In diesem abgeschlossenen Raume verweilt das Weibchen während der ganzen Brutzeit, mindestens zwei, vielleicht drei Monate lang, wird bald häßlich und schmutzig, verliert, vielleicht in Folge der innen herrschenden Hitze, einen großen Theil seiner Federn, mausert und kommt endlich nebst seinem oder seinen inzwischen ausgewachsenen Jungen wieder zum Vorschein. Das Männchen fliegt weit und breit nach Nahrung umher, erscheint mit solcher vor der Oeffnung, hängt sich am Stamme genau in der von Mützel dem Leben abgelauschten Stellung fest, knackt mit dem Schnabel, um seine Ankunft anzuzeigen, und atzt sodann das Weibchen, welches die Schnabelspitze durch die Spalte steckt. Während dieses sammt den Jungen, welche anfänglich einem Gallertklumpen mehr als einem Vogel gleichen, dick und fett wird, magert jenes in Folge der aufreibenden Thätigkeit zu Gunsten seiner gefräßigen Familie zu einer Jammergestalt ab und verkümmert förmlich. Es gönnt sich weder Rast nach Ruhe, denkt kaum an seine eigene Ernährung und scheint einzig und allein das Wohlsein von Gattin und Kindern zu erstreben. Das Nistgebiet wird nicht selten ausgeraubt oder ausgeplündert; die Ausflüge müssen also immer weiter, selbst bis in bewohnte Gegenden, ausgedehnt werden, und mit der zunehmenden Anstrengung wächst hier erklärlicher Weise auch die Gefahr für das eigene Leben. Alldem unterzieht es sich willig und bekundet damit ein Pflichtgefühl, welches ihm sicherlich zur höchsten Ehre gereicht. Ein Wunder wäre es nicht, wenn es, wie Horsfield ernsthaft als oft beobachtete Thatsache berichtet, im Bewußtsein treuer Pflichterfüllung etwaigen Undank für solche Aufopferung sehr übel aufnehmen und das Weibchen, welches in seiner Abwesenheit mit einem andern Männchen verkehrte, einmauern und elendiglich verkommen lassen sollte; Horsfield’s Erzählung ist jedoch sicherlich nur eine Wiedergabe unbegründeter Mittheilungen der Eingeborenen, und der Ruhm des treuen Gatten steht ungeschmälert da.

Aus welchem Grunde der brütende Nashornvogel gegen die Außenwelt sich abschließt oder abgeschlossen wird, ist räthselhaft.
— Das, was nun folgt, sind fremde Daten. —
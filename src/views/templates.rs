use askama::Template;

use super::PageContext;
use crate::models::{
    FormErrors,
    assignments::{
        entities::Assignment,
        requests::{AssignmentForm, DeleteAssignmentForm},
    },
    auth::requests::{LoginForm, RegistrationForm},
    courses::{
        entities::{Course, CourseSummary},
        requests::{CreateCourseForm, DeleteCourseForm, EnrollForm},
    },
    users::entities::User,
};

#[derive(Template)]
#[template(path = "codeta/home.html")]
pub struct HomePage {
    pub page: PageContext,
}

#[derive(Template)]
#[template(path = "codeta/static.html")]
pub struct StaticPage {
    pub page: PageContext,
    pub heading: String,
    pub body: String,
}

#[derive(Template)]
#[template(path = "util/error.html")]
pub struct ErrorPage {
    pub page: PageContext,
    pub heading: String,
    pub message: String,
}

#[derive(Template)]
#[template(path = "user/join.html")]
pub struct JoinPage {
    pub page: PageContext,
    pub form: RegistrationForm,
    pub errors: FormErrors,
}

#[derive(Template)]
#[template(path = "user/login.html")]
pub struct LoginPage {
    pub page: PageContext,
    pub form: LoginForm,
    pub errors: FormErrors,
    pub error: Option<String>,
}

#[derive(Template)]
#[template(path = "user/logout.html")]
pub struct LogoutPage {
    pub page: PageContext,
}

#[derive(Template)]
#[template(path = "user/home.html")]
pub struct UserHomePage {
    pub page: PageContext,
    pub owner: String,
    pub teaching: Vec<CourseSummary>,
    pub enrolled: Vec<CourseSummary>,
}

#[derive(Template)]
#[template(path = "user/settings.html")]
pub struct SettingsPage {
    pub page: PageContext,
    pub user: User,
    pub base_url: String,
    pub name_errors: FormErrors,
    pub email_errors: FormErrors,
    pub password_errors: FormErrors,
}

#[derive(Template)]
#[template(path = "course/new.html")]
pub struct CourseCreatePage {
    pub page: PageContext,
    pub action: String,
    pub form: CreateCourseForm,
    pub errors: FormErrors,
}

/// 课程主页上的一行作业及其操作链接
#[derive(Debug, Clone)]
pub struct AssignmentRow {
    pub assignment: Assignment,
    pub edit_url: String,
    pub delete_url: String,
    pub submit_url: String,
}

#[derive(Template)]
#[template(path = "course/home.html")]
pub struct CourseHomePage {
    pub page: PageContext,
    pub owner: String,
    pub course: Course,
    pub base_url: String,
    pub assignments: Vec<AssignmentRow>,
    pub is_instructor: bool,
}

#[derive(Template)]
#[template(path = "course/delete.html")]
pub struct CourseDeletePage {
    pub page: PageContext,
    pub course: Course,
    pub action: String,
    pub form: DeleteCourseForm,
    pub errors: FormErrors,
}

#[derive(Template)]
#[template(path = "course/enroll.html")]
pub struct EnrollPage {
    pub page: PageContext,
    pub course: Course,
    pub base_url: String,
    pub students: Vec<User>,
    pub form: EnrollForm,
    pub errors: FormErrors,
}

#[derive(Template)]
#[template(path = "assignment/form.html")]
pub struct AssignmentFormPage {
    pub page: PageContext,
    pub course: Course,
    pub heading: String,
    pub action: String,
    pub back_url: String,
    pub form: AssignmentForm,
    pub errors: FormErrors,
}

#[derive(Template)]
#[template(path = "assignment/delete.html")]
pub struct AssignmentDeletePage {
    pub page: PageContext,
    pub course: Course,
    pub assignment: Assignment,
    pub action: String,
    pub back_url: String,
    pub form: DeleteAssignmentForm,
    pub errors: FormErrors,
}

#[derive(Template)]
#[template(path = "assignment/submit.html")]
pub struct SubmitPage {
    pub page: PageContext,
    pub course: Course,
    pub assignment: Assignment,
    pub action: String,
    pub back_url: String,
}
use crate::config::{AppConfig, Argon2Config};
use crate::errors::CodetaError;
use argon2::password_hash::{SaltString, rand_core::OsRng};
use argon2::{Algorithm, Argon2, Params, PasswordHash, PasswordHasher, PasswordVerifier, Version};
use once_cell::sync::Lazy;

/// 哈希密码
pub fn hash_password(password: &str) -> Result<String, CodetaError> {
    hash_password_with(password, &AppConfig::get().argon2)
}

/// 使用指定参数哈希密码
pub fn hash_password_with(password: &str, config: &Argon2Config) -> Result<String, CodetaError> {
    let params = Params::new(
        config.memory_cost,
        config.time_cost,
        config.parallelism,
        None,
    )
    .map_err(|e| CodetaError::validation(format!("Invalid argon2 parameters: {e}")))?;

    let argon2 = Argon2::new(Algorithm::Argon2id, Version::V0x13, params);
    let salt = SaltString::generate(&mut OsRng);
    let hash = argon2
        .hash_password(password.as_bytes(), &salt)
        .map_err(|e| CodetaError::validation(format!("Password hashing failed: {e}")))?;
    Ok(hash.to_string())
}

// 用户不存在时用于比对的哈希，使登录耗时与密码错误时一致
static DUMMY_HASH: Lazy<Option<String>> =
    Lazy::new(|| hash_password("codeta-dummy-password").ok());

/// 验证用户密码；用户不存在时仍执行一次哈希比对并返回 false
pub fn verify_user_password(password: &str, hash: Option<&str>) -> bool {
    match hash {
        Some(hash) => verify_password(password, hash),
        None => {
            if let Some(dummy) = DUMMY_HASH.as_deref() {
                let _ = verify_password(password, dummy);
            }
            false
        }
    }
}

/// 验证密码；参数从哈希串中读取
pub fn verify_password(password: &str, hash: &str) -> bool {
    match PasswordHash::new(hash) {
        Ok(parsed_hash) => Argon2::default()
            .verify_password(password.as_bytes(), &parsed_hash)
            .is_ok(),
        Err(_) => false,
    }
}

#[cfg(test)]
mod tests {
    use super::*;

    fn cheap_params() -> Argon2Config {
        Argon2Config {
            memory_cost: 1024,
            time_cost: 1,
            parallelism: 1,
        }
    }

    #[test]
    fn test_hash_and_verify() {
        let hash = hash_password_with("test_password", &cheap_params()).unwrap();
        assert!(hash.starts_with("$argon2id$"));
        assert!(verify_password("test_password", &hash));
        assert!(!verify_password("wrong_password", &hash));
    }

    #[test]
    fn test_salted() {
        let a = hash_password_with("test_password", &cheap_params()).unwrap();
        let b = hash_password_with("test_password", &cheap_params()).unwrap();
        assert_ne!(a, b);
    }

    #[test]
    fn test_missing_user_never_verifies() {
        let hash = hash_password_with("test_password", &cheap_params()).unwrap();
        assert!(verify_user_password("test_password", Some(&hash)));
        assert!(!verify_user_password("test_password", None));
        assert!(!verify_user_password("codeta-dummy-password", None));
    }

    #[test]
    fn test_garbage_hash_never_verifies() {
        assert!(!verify_password("test_password", "not-a-hash"));
        assert!(!verify_password("", ""));
    }
}
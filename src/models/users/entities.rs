use serde::{Deserialize, Serialize};

// 用户实体
#[derive(Debug, Clone, Serialize, Deserialize, PartialEq)]
pub struct User {
    pub user_id: i64,
    pub username: String,
    #[serde(skip_serializing, default)]
    pub password_hash: String,
    pub email: String,
    pub first_name: String,
    pub last_name: String,
}

impl User {
    /// 页面上显示的名字，没有填写姓名时退回用户名
    pub fn display_name(&self) -> String {
        let full = format!("{} {}", self.first_name, self.last_name);
        let full = full.trim();
        if full.is_empty() {
            self.username.clone()
        } else {
            full.to_string()
        }
    }
}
Horsfield und ebenso Layard meinen, es geschähe zum Schutze gegen die Affen, welche ebenso wie unsere verhätschelten Eichhörnchen abscheuliche Nesterplünderer sind; Bernstein glaubt, es finde lediglich aus Vorsorge statt, um zu verhüten, daß das fluglos werdende Weibchen aus dem Neste falle; ich vermag weder der einen noch der andern Erklärung beizustimmen. Gegen Affen weiß sich ein Nashornvogel sehr wohl zu vertheidigen; muß doch selbst der Mensch, welcher ein brütendes Weibchen ausheben will, durch besondere Vorkehrungen, Umwickeln der Hand und des Armes mit Tüchern und Lappen z. B., vor dem kräftigen Schnabel sorgfältig sich schützen, falls er nicht ernstlich beschädigt werden will. Auch würde dem bedrohten Weibchen unzweifelhaft sehr bald die Hülfe des Männchens werden; wenigstens fürchten dieses die Eingeborenen als nicht ungefährlichen Vertheidiger seiner Gattin und Brut. Ein Mann, welcher für Tickoll ein brütendes Homrai-Weibchen aus dem Neste holen wollte, wurde, als er den Arm in die von ihm in die Wand vor dem Baumloche gebrochene Oeffnung steckte, so heftig von dem innen sitzenden Vogel gebissen, daß er fast vom Baume herabgestürzt wäre, schien auch von dem Männchen, welches unter röchelnden Lauten bis dicht an die Menschen herankam, bedacht zu werden; wie sollte es also einem Affen oder sonstigen als Feind auftretenden Bewohner des Waldes anders ergehen? Ebensowenig dürfte das Weibchen in Gefahr sein, aus der Bruthöhle zu stürzen, und wenn dies wirklich der Fall wäre, würde eine einfache Schutzmauer zur Verhütung dieser Gefahr genügen. Es muß sich also um etwas Anderes handeln in dieser Wochenstube, und ich meine, daß die einfachste Erklärung vielleicht in dem Bedürfnisse nach stetiger Wärme für Mutter und Kinder zu finden sein möchte. Noch wissen wir hierüber bestimmte Auskunft nicht zu geben und dürfen deshalb Wallace beistimmen, wenn er die Thatsache des Einmauerns wunderbar nennt; denn das Wunder beginnt da, wo das Verständnis aufhört.




Blätter und Blüthen.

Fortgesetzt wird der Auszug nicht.